You need to turn it on though:

CREATE extension pg_stat_statements;

Then make sure to restart. If you get this when selecting from the pg_stat_statements table:

ERROR:  pg_stat_statements must be loaded via shared_preload_libraries

You need to edit you postgres.conf and set:

shared_preload_libraries = 'pg_stat_statements'

Then check the calls and total time:

SELECT mean_exec_time, calls, query 
FROM pg_stat_statements 
ORDER BY mean_time DESC 
LIMIT 100;

The fields change for different version. The above works for postgres 12.

An explanation of the pg_stat_statements fields

  • A average execution time of 0.5 ms - means the query executes very quickly. Adding an index will not help here. Probably best to reduce the number of calls.
  • An average time of 100ms (with less calls) - a good candidate for an index.

To disable pg_stat_statements:

DROP EXTENSION IF EXISTS pg_stat_statements;

Checking Indexes#

To check whether an index is used on a specific query you run, use:

A Postgres Explain - which shows the query place. See using EXPLAIN:

EXPLAIN SELECT * FROM foo;

There are 4 types of scans in postgres:

  • Sequential scan: not using index
  • Index scan: Searches on index then table
  • Index only scan: searches on index only
  • bitmap heap scan

To check the indexes on a table:

SELECT * FROM pg_indexes WHERE tablename = 'table_name';

Or view all indexes and extra info (disk space needed for the index):

my_db_=> \di+

                                                                List of relations

Schema | Name | Type | Owner | Table | Persistence | Size | Description --------+-----------------------------------------------------------------+-------+----------+-------------------+-------------+------------+------------- public | table_name_x_y_z_idx | index | postgres | latest_price_view | permanent | 9816 kB |

See a list of indexes sorted by size and if they are unused:

SELECT
schemaname || '.' || relname AS table,
indexrelname AS index,
pg_size_pretty(pg_relation_size(i.indexrelid)) AS index_size,
idx_scan as index_scans
FROM pg_stat_user_indexes ui
JOIN pg_index i ON ui.indexrelid = i.indexrelid
WHERE NOT indisunique AND idx_scan < 50 AND pg_relation_size(relid) > 5 * 8192
ORDER BY pg_relation_size(i.indexrelid) / nullif(idx_scan, 0) DESC NULLS FIRST,
pg_relation_size(i.indexrelid) DESC;

Another query to find unused indexes…make sure to run it on read replicas as well.

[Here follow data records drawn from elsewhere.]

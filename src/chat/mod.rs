//! 会话层：对话编排（ChatSession）、总结生成（SummaryGenerator）、渲染面抽象

pub mod session;
pub mod summary;
pub mod surface;

pub use session::{ChatSession, ClearScope, SubmitOutcome};
pub use summary::{local_summary, SummaryGenerator, SummaryOutcome, SUMMARY_INSTRUCTION};
pub use surface::{
    from_line_breaks, to_line_breaks, Block, BlockId, BlockKind, Control, RenderSurface,
    SummaryPanel, UiSurface,
};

Sequential Scans vs Index Scans#

Another good query to use is:

SELECT pg_stat_user_tables.schemaname,
pg_stat_user_tables.relname,
pg_stat_user_tables.seq_scan,
pg_stat_user_tables.seq_tup_read,
pg_stat_user_tables.idx_scan,
pg_stat_user_tables.idx_tup_fetch
FROM pg_stat_user_tables;

If the seq_scan is high but idx_scan is low - it indicates the potential need for an index.

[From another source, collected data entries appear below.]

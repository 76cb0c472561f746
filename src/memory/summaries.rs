//! 总结记录
//!
//! 每条 Summary 冻结生成时刻的对话快照，可原样恢复；列表整体持久化，不做局部更新。

use std::sync::{Arc, Mutex};

use serde::{Deserialize, Serialize};

use crate::core::ChatError;
use crate::memory::persistence::{load_json, save_json, KvStore, SUMMARIES_KEY};
use crate::memory::Turn;

/// 单条总结；字段名沿用存储布局 {date, content, chatHistory}
#[derive(Clone, Debug, PartialEq, Eq, Serialize, Deserialize)]
pub struct Summary {
    #[serde(rename = "date")]
    pub timestamp: String,
    pub content: String,
    #[serde(rename = "chatHistory", default)]
    pub transcript_snapshot: Vec<Turn>,
}

impl Summary {
    pub fn new(content: impl Into<String>, transcript_snapshot: Vec<Turn>) -> Self {
        Self {
            timestamp: chrono::Local::now().format("%Y/%m/%d %H:%M:%S").to_string(),
            content: content.into(),
            transcript_snapshot,
        }
    }
}

/// 总结列表：内存副本 + 持久化镜像。锁只在同步代码中持有
pub struct SummaryBook {
    store: Arc<dyn KvStore>,
    entries: Mutex<Vec<Summary>>,
}

impl SummaryBook {
    /// 从存储加载；读取失败时记录告警并以空列表开始
    pub fn load(store: Arc<dyn KvStore>) -> Self {
        let entries = load_json::<Vec<Summary>>(store.as_ref(), SUMMARIES_KEY).unwrap_or_else(|e| {
            tracing::warn!("Failed to load summaries ({}), starting empty", e);
            Vec::new()
        });
        Self {
            store,
            entries: Mutex::new(entries),
        }
    }

    /// 追加一条总结并整体写回，返回其下标
    pub fn push(&self, summary: Summary) -> usize {
        let mut entries = self.lock();
        entries.push(summary);
        self.persist(&entries);
        entries.len() - 1
    }

    /// 编辑总结内容并写回（快照保持不变）
    pub fn edit(&self, index: usize, content: impl Into<String>) -> Result<(), ChatError> {
        let mut entries = self.lock();
        let entry = entries
            .get_mut(index)
            .ok_or(ChatError::UnknownSummary(index))?;
        entry.content = content.into();
        self.persist(&entries);
        Ok(())
    }

    pub fn get(&self, index: usize) -> Option<Summary> {
        self.lock().get(index).cloned()
    }

    pub fn latest(&self) -> Option<Summary> {
        self.lock().last().cloned()
    }

    pub fn list(&self) -> Vec<Summary> {
        self.lock().clone()
    }

    pub fn len(&self) -> usize {
        self.lock().len()
    }

    pub fn is_empty(&self) -> bool {
        self.lock().is_empty()
    }

    /// 清空内存与存储中的全部总结
    pub fn clear(&self) {
        let mut entries = self.lock();
        entries.clear();
        if let Err(e) = self.store.remove(SUMMARIES_KEY) {
            tracing::warn!("Failed to remove summaries: {}", e);
        }
    }

    fn lock(&self) -> std::sync::MutexGuard<'_, Vec<Summary>> {
        self.entries.lock().unwrap_or_else(|e| e.into_inner())
    }

    fn persist(&self, entries: &[Summary]) {
        if let Err(e) = save_json(self.store.as_ref(), SUMMARIES_KEY, entries) {
            tracing::warn!("Failed to persist summaries: {}", e);
        }
    }
}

Inconsistency Between Environments#

Inconsistency between the environments is a problem. Perhaps a good problem as comparing the speed of the data load on different environments allowed us to realise that there is a problem.

However, using a migration tool to keep schema changes would ensure and gaurantee the consistency between the environments.

See sqlalchemy alembic and django migrations.

Examining the Root Cause#

Adding an Index to a Production Table#

Here may be dragons.

Sometimes adding an INDEX to a database - locks the entire table for the duration of the index build. Depending on the size of the table this can cause data loss and failures.

Postgres has a handy options that enables the concurrent building of indexes without locking up the database. This is called online mode in some other database systems.

CREATE INDEX CONCURRENTLY idx_my_table_x_y ON public.my_table USING btree (x, y, z)

Create Index Concurrently was added in postgres 8.2

The advantages: no downtime and dataloss. The disadvantages: the index build will take several times longer, Extra CPU and I/O load is imposed, it must wait for existing transactions to complete.

How to Test and Verify that the Speed has Increased#

?

When to Create an Index#

As an aside, it is worth noting that if you are loading data into a fresh table. It is more efficient to load the data first and then create the index.

Index updates during inserts are expensive.